The Sony FE 100mm F2.8 Macro GM OSS is a full-frame macro prime lens for the Sony E-mount, announced by Sony on 30 September 2025.

As of November 2025, the 100mm Macro lens is one of 4 E-mount lenses manufactured by Sony that are specifically designed for macro photography, with the others being the Sony FE 90mm F2.8 Macro G OSS, the Sony FE 50mm F2.8 Macro and Sony E 30mm F3.5 Macro lenses. Though designed for Sony's full frame E-mount cameras, this lens can be used on Sony's APS-C E-mount camera bodies, producing a field-of-view equivalent on full frame of 150mm.

==Build quality==
The lens features a weather resistant plastic exterior with a matte black finish. The lens is currently the second Sony E-mount lens to feature an external focusing ring, which can be pulled up or down relative to the lens body to switch quickly between manual and autofocus. On the side of the lens are a number of external switches controlling the lens' focusing range, image stabilization and more.

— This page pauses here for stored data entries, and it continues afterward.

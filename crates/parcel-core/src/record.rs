// ABOUTME: Defines the ArtifactRecord struct representing one pending delivery in the queue.
// ABOUTME: Records carry a file path or inline text, a destination chat, a type, and a capture time.

use std::fmt;
use std::path::{Path, PathBuf};
use std::str::FromStr;

use chrono::{DateTime, Utc};
use serde::{Deserialize, Serialize};
use thiserror::Error;

/// Store-assigned surrogate key for a queued artifact. Monotonically
/// increasing on insert and never reused.
#[derive(Debug, Clone, Copy, PartialEq, Eq, Hash, PartialOrd, Ord, Serialize, Deserialize)]
pub struct ArtifactId(pub i64);

impl fmt::Display for ArtifactId {
    fn fmt(&self, f: &mut fmt::Formatter<'_>) -> fmt::Result {
        write!(f, "{}", self.0)
    }
}

/// The kind of capture an artifact came from. Drives which delivery
/// protocol is used at drain time.
#[derive(Debug, Clone, Copy, PartialEq, Eq, Hash, Serialize, Deserialize)]
#[serde(rename_all = "lowercase")]
pub enum ArtifactType {
    Photo,
    Video,
    Audio,
    Location,
    Text,
    Other,
}

#[derive(Debug, Error)]
#[error("unknown artifact type: {0}")]
pub struct UnknownArtifactType(pub String);

impl ArtifactType {
    pub const ALL: [ArtifactType; 6] = [
        ArtifactType::Photo,
        ArtifactType::Video,
        ArtifactType::Audio,
        ArtifactType::Location,
        ArtifactType::Text,
        ArtifactType::Other,
    ];

    /// Lowercase name, as stored in the queue table and accepted on the CLI.
    pub fn as_str(&self) -> &'static str {
        match self {
            ArtifactType::Photo => "photo",
            ArtifactType::Video => "video",
            ArtifactType::Audio => "audio",
            ArtifactType::Location => "location",
            ArtifactType::Text => "text",
            ArtifactType::Other => "other",
        }
    }

    /// Capitalised label used in captions shown to the operator.
    pub fn label(&self) -> &'static str {
        match self {
            ArtifactType::Photo => "Photo",
            ArtifactType::Video => "Video",
            ArtifactType::Audio => "Audio",
            ArtifactType::Location => "Location",
            ArtifactType::Text => "Text",
            ArtifactType::Other => "File",
        }
    }
}

impl fmt::Display for ArtifactType {
    fn fmt(&self, f: &mut fmt::Formatter<'_>) -> fmt::Result {
        f.write_str(self.as_str())
    }
}

impl FromStr for ArtifactType {
    type Err = UnknownArtifactType;

    fn from_str(s: &str) -> Result<Self, Self::Err> {
        ArtifactType::ALL
            .into_iter()
            .find(|t| t.as_str().eq_ignore_ascii_case(s.trim()))
            .ok_or_else(|| UnknownArtifactType(s.to_string()))
    }
}

/// An artifact handed to the queue by a capture producer, before the store
/// has assigned it an id.
#[derive(Debug, Clone, PartialEq, Serialize, Deserialize)]
pub struct NewArtifact {
    pub local_path: Option<PathBuf>,
    pub payload_text: Option<String>,
    pub destination: String,
    pub artifact_type: ArtifactType,
    pub captured_at: DateTime<Utc>,
}

impl NewArtifact {
    /// A file-backed artifact, the common case for every capture producer.
    pub fn file(
        local_path: impl Into<PathBuf>,
        destination: impl Into<String>,
        artifact_type: ArtifactType,
        captured_at: DateTime<Utc>,
    ) -> Self {
        Self {
            local_path: Some(local_path.into()),
            payload_text: None,
            destination: destination.into(),
            artifact_type,
            captured_at,
        }
    }

    /// A text artifact carried inline instead of through a file.
    pub fn text(
        text: impl Into<String>,
        destination: impl Into<String>,
        captured_at: DateTime<Utc>,
    ) -> Self {
        Self {
            local_path: None,
            payload_text: Some(text.into()),
            destination: destination.into(),
            artifact_type: ArtifactType::Text,
            captured_at,
        }
    }
}

/// One pending delivery as persisted in the durable store. Records are
/// only ever inserted or deleted, never updated in place.
#[derive(Debug, Clone, PartialEq, Serialize, Deserialize)]
pub struct ArtifactRecord {
    pub id: ArtifactId,
    pub local_path: Option<PathBuf>,
    pub payload_text: Option<String>,
    pub destination: String,
    pub artifact_type: ArtifactType,
    pub captured_at: DateTime<Utc>,
    pub enqueued_at: DateTime<Utc>,
}

impl ArtifactRecord {
    /// Path of the backing file, if this record has one.
    pub fn path(&self) -> Option<&Path> {
        self.local_path.as_deref()
    }
}
//! Image filtering and convolution operations.
//!
//! # Kernels
//!
//! - [`Kernel::blur`] - 3x3 Gaussian-like blur
//! - [`Kernel::sharpen`] - 5x5 sharpen
//! - [`Kernel::new`] - any square kernel with odd side length
//!
//! # Edge Policy
//!
//! Reads outside the image are clamped to the nearest edge pixel (replicate
//! border).
//!
//! # Example
//!
//! ```rust
//! use rgbkit_core::PixelBuffer;
//! use rgbkit_ops::filter::{convolve, Kernel};
//!
//! let src = PixelBuffer::filled(16, 16, [100, 150, 200]).unwrap();
//! let blurred = convolve(&src, &Kernel::blur());
//! assert_eq!(blurred, src);
//! ```

use crate::{OpsError, OpsResult};
use rgbkit_core::{clamp_sample, PixelBuffer};
#[allow(unused_imports)]
use tracing::{debug, trace};

/// Square convolution kernel.
#[derive(Debug, Clone, PartialEq)]
pub struct Kernel {
    /// Kernel weights, row-major.
    data: Vec<f32>,
    /// Side length (always odd).
    size: usize,
}

impl Kernel {
    /// Creates a new kernel from row-major weights.
    ///
    /// # Errors
    ///
    /// The side length must be odd and `data` must hold `size * size` weights.
    pub fn new(data: Vec<f32>, size: usize) -> OpsResult<Self> {
        if size % 2 == 0 {
            return Err(OpsError::invalid("kernel size must be odd"));
        }
        if data.len() != size * size {
            return Err(OpsError::invalid(format!(
                "kernel data size {} doesn't match {}x{}",
                data.len(),
                size,
                size
            )));
        }
        Ok(Self { data, size })
    }

    /// Creates a kernel from nested rows.
    pub fn from_rows<const N: usize>(rows: [[f32; N]; N]) -> OpsResult<Self> {
        Self::new(rows.iter().flatten().copied().collect(), N)
    }

    /// 3x3 Gaussian-like blur.
    ///
    /// ```text
    /// 1/16 1/8 1/16
    /// 1/8  1/4 1/8
    /// 1/16 1/8 1/16
    /// ```
    pub fn blur() -> Self {
        const E: f32 = 1.0 / 16.0;
        const S: f32 = 1.0 / 8.0;
        const C: f32 = 1.0 / 4.0;
        Self {
            data: vec![
                E, S, E,
                S, C, S,
                E, S, E,
            ],
            size: 3,
        }
    }

    /// 5x5 sharpen: center `1`, inner ring `1/4`, outer ring `-1/8`.
    pub fn sharpen() -> Self {
        const O: f32 = -1.0 / 8.0;
        const I: f32 = 1.0 / 4.0;
        Self {
            data: vec![
                O, O, O, O, O,
                O, I, I, I, O,
                O, I, 1.0, I, O,
                O, I, I, I, O,
                O, O, O, O, O,
            ],
            size: 5,
        }
    }

    /// Side length.
    #[inline]
    pub fn size(&self) -> usize {
        self.size
    }

    /// Half the side length, the reach of the kernel around its center.
    #[inline]
    pub fn radius(&self) -> usize {
        self.size / 2
    }

    /// Weight at row `ky`, column `kx`.
    #[inline]
    pub fn weight(&self, ky: usize, kx: usize) -> f32 {
        self.data[ky * self.size + kx]
    }

    /// Sum of all weights.
    pub fn sum(&self) -> f32 {
        self.data.iter().sum()
    }
}

/// Applies a kernel to one pixel with clamp-to-edge sampling.
///
/// Each channel's weighted sum is rounded half-up then clamped to `[0, 255]`.
pub fn convolve_pixel(src: &PixelBuffer, kernel: &Kernel, x: u32, y: u32) -> [u8; 3] {
    let (w, h) = src.dimensions();
    let r = kernel.radius() as i64;
    let mut sums = [0.0f32; 3];

    for ky in 0..kernel.size() {
        // Source coordinates with edge clamping
        let sy = (y as i64 + ky as i64 - r).clamp(0, h as i64 - 1) as u32;
        for kx in 0..kernel.size() {
            let sx = (x as i64 + kx as i64 - r).clamp(0, w as i64 - 1) as u32;
            let kw = kernel.weight(ky, kx);
            let px = src.pixel(sx, sy);
            for c in 0..3 {
                sums[c] += kw * px[c] as f32;
            }
        }
    }

    sums.map(|s| clamp_sample((s + 0.5).floor() as i32))
}

/// Convolves every channel of the image with `kernel`.
///
/// Output has the same dimensions as the input and every sample is clamped
/// to `[0, 255]`.
pub fn convolve(src: &PixelBuffer, kernel: &Kernel) -> PixelBuffer {
    trace!(
        width = src.width(),
        height = src.height(),
        kernel = kernel.size(),
        "convolve"
    );
    src.map_coords(|x, y| convolve_pixel(src, kernel, x, y))
}

/// Convolves with [`Kernel::blur`].
pub fn blur(src: &PixelBuffer) -> PixelBuffer {
    convolve(src, &Kernel::blur())
}

/// Convolves with [`Kernel::sharpen`].
pub fn sharpen(src: &PixelBuffer) -> PixelBuffer {
    convolve(src, &Kernel::sharpen())
}

#[cfg(test)]
mod tests {
    use super::*;
    use approx::assert_relative_eq;
    use rgbkit_core::Channel;

    #[test]
    fn test_kernel_blur() {
        let k = Kernel::blur();
        assert_eq!(k.size(), 3);
        assert_eq!(k.radius(), 1);
        assert_relative_eq!(k.sum(), 1.0);
        assert_relative_eq!(k.weight(1, 1), 0.25);
    }

    #[test]
    fn test_kernel_sharpen() {
        let k = Kernel::sharpen();
        assert_eq!(k.size(), 5);
        assert_relative_eq!(k.weight(2, 2), 1.0);
        assert_relative_eq!(k.weight(1, 2), 0.25);
        assert_relative_eq!(k.weight(0, 4), -0.125);
        // 1 + 8 * 1/4 - 16 * 1/8
        assert_relative_eq!(k.sum(), 1.0);
    }

    #[test]
    fn test_kernel_validation() {
        assert!(Kernel::new(vec![1.0; 4], 2).is_err());
        assert!(Kernel::new(vec![1.0; 8], 3).is_err());
        let k = Kernel::from_rows([[0.0, 0.0, 0.0], [0.0, 1.0, 0.0], [0.0, 0.0, 0.0]]).unwrap();
        assert_eq!(k.size(), 3);
    }

    #[test]
    fn test_convolve_constant() {
        // Constant image stays constant under a normalized kernel
        let src = PixelBuffer::filled(8, 8, [50, 128, 255]).unwrap();
        assert_eq!(blur(&src), src);
        assert_eq!(sharpen(&src), src);
    }

    #[test]
    fn test_convolve_identity_kernel() {
        let src = PixelBuffer::from_fn(5, 4, |x, y| [(x * 50) as u8, (y * 60) as u8, 9]).unwrap();
        let k = Kernel::new(
            {
                let mut d = vec![0.0; 25];
                d[12] = 1.0;
                d
            },
            5,
        )
        .unwrap();
        assert_eq!(convolve(&src, &k), src);
    }

    #[test]
    fn test_clamp_to_edge_border() {
        // Single bright column on the left edge. With replicate border the
        // corner pixel sees the bright column three times across each row.
        let src = PixelBuffer::from_fn(3, 3, |x, _| if x == 0 { [160, 0, 0] } else { [0, 0, 0] })
            .unwrap();
        let out = blur(&src);
        // (1/16 + 1/8 + 1/16 + 1/8 + 1/4 + 1/8) * 160 = 120 at the left border
        assert_eq!(out.sample(Channel::Red, 0, 0), 120);
        assert_eq!(out.sample(Channel::Red, 0, 1), 120);
        // Middle column: (1/16 + 1/8 + 1/16) * 160 = 40
        assert_eq!(out.sample(Channel::Red, 1, 1), 40);
        assert_eq!(out.sample(Channel::Red, 2, 1), 0);
    }

    #[test]
    fn test_rounding_half_up() {
        // 1x1 image: blur sums to exactly the sample, sharpen too
        let src = PixelBuffer::filled(1, 1, [7, 8, 9]).unwrap();
        assert_eq!(blur(&src).pixel(0, 0), [7, 8, 9]);
        // 3/16 * 8 = 1.5 rounds up to 2
        let k = Kernel::new(vec![3.0 / 16.0, 0.0, 0.0, 0.0, 0.0, 0.0, 0.0, 0.0, 0.0], 3).unwrap();
        let single = PixelBuffer::filled(1, 1, [8, 8, 8]).unwrap();
        assert_eq!(convolve(&single, &k).pixel(0, 0), [2, 2, 2]);
    }

    #[test]
    fn test_output_in_range() {
        let src = PixelBuffer::from_fn(9, 7, |x, y| {
            if (x + y) % 2 == 0 { [255, 0, 255] } else { [0, 255, 0] }
        })
        .unwrap();
        let out = sharpen(&src);
        assert_eq!(out.dimensions(), src.dimensions());
        // Checkerboard extremes saturate rather than wrap
        assert!(out.plane(Channel::Red).iter().any(|&v| v == 255));
        assert!(out.plane(Channel::Red).iter().any(|&v| v == 0));
    }
}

Due to internal floating elements this lens does not elongate when focusing. It sports four autofocus motors that make focusing fast and accurate on all Sony E-mount cameras.

==Features==
- Enhanced maximum magnification ratio: max. 1.4× magnification at closest focus
- Both the Sony 1.4× and the 2× teleconverter may be attached to this lens. This extends both the maximum magnification ratio and the working distance:
  - with the 1.4× teleconverter attached the maximum magnification ratio rises to 2.0×.
  - with the 2× teleconverter attached the maximum magnification ratio rises to 2.8×.
- The automatic image stabilisation has now also been extended to the Z-axis (near-far) in addition to horizontal, vertical and angular stabilisation.